The two main goals of the research that is conducted in the Brain and Education Lab are to understand the cognitive and neural systems that support the development of reading comprehension and other scholarly tasks in children, adolescents and adults, and to draw implications for intervention and other educational applications. To pursue these goals, lab members draw on theories and methods from developmental and cognitive psychology, educational science, and cognitive neuroscience. The lab's research is generously funded through funds from NWO and the US Institute for Education Sciences awarded to dr. van den Broek, and a start up grant from the LIBC awarded to dr. van Leijenhorst.
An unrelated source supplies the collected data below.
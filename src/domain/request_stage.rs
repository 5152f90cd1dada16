use std::fmt;

/// Progress of one transcription request through the pipeline.
#[derive(Debug, Clone, Copy, PartialEq, Eq, PartialOrd, Ord)]
pub enum RequestStage {
    Received,
    Decoding,
    Persisting,
    Transcribing,
    Normalizing,
    Responding,
}

impl RequestStage {
    pub fn as_str(&self) -> &'static str {
        match self {
            RequestStage::Received => "received",
            RequestStage::Decoding => "decoding",
            RequestStage::Persisting => "persisting",
            RequestStage::Transcribing => "transcribing",
            RequestStage::Normalizing => "normalizing",
            RequestStage::Responding => "responding",
        }
    }

    /// Whether a scratch file may exist and must be released on exit.
    pub fn requires_cleanup(&self) -> bool {
        *self >= RequestStage::Persisting
    }
}

impl fmt::Display for RequestStage {
    fn fmt(&self, f: &mut fmt::Formatter<'_>) -> fmt::Result {
        write!(f, "{}", self.as_str())
    }
}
This basic interest drives the research in our lab leads to more specific questions such as:

  • What happens in the mind of good and struggling readers as they proceed through a text? Using behavioral tasks, eye-tracking devices to monitor eye movements, and think-aloud protocols, we try to gain insight into the cognitive processes that occur during reading and identify possible sources of reading difficulty. We conduct these studies both in the lab and in field settings such as schools.
  • How does brain development support our ability to comprehend and learn from texts? What neural systems mediate these changes with development, and does this change over time as children and adolescents develop an increasingly sophisticated representation of the content and meaning of texts? Little is known about the neural processes and structures involved in reading comprehension. We use neuroimaging techniques, such as fMRI, EEG, and MEG, to gain an understanding of the neural correlates of these functions across development.
  • In what way does the development of cognitive control functions (e.g. Working Memory, Attention) contribute to age related change in reading comprehension, as well as in other scholarly tasks such as math, and learning in general? We examine these questions using both behavioral and neuroimaging methods.
  • How can a computational approach be used to describe and disentangle the contributions of on-line comprehension processes during reading and off-line memory representations? We use The Landscape Model of Reading to try to simulate the cognitive processes that are involved in the comprehension of texts (for more information see the Landscape Model of Reading).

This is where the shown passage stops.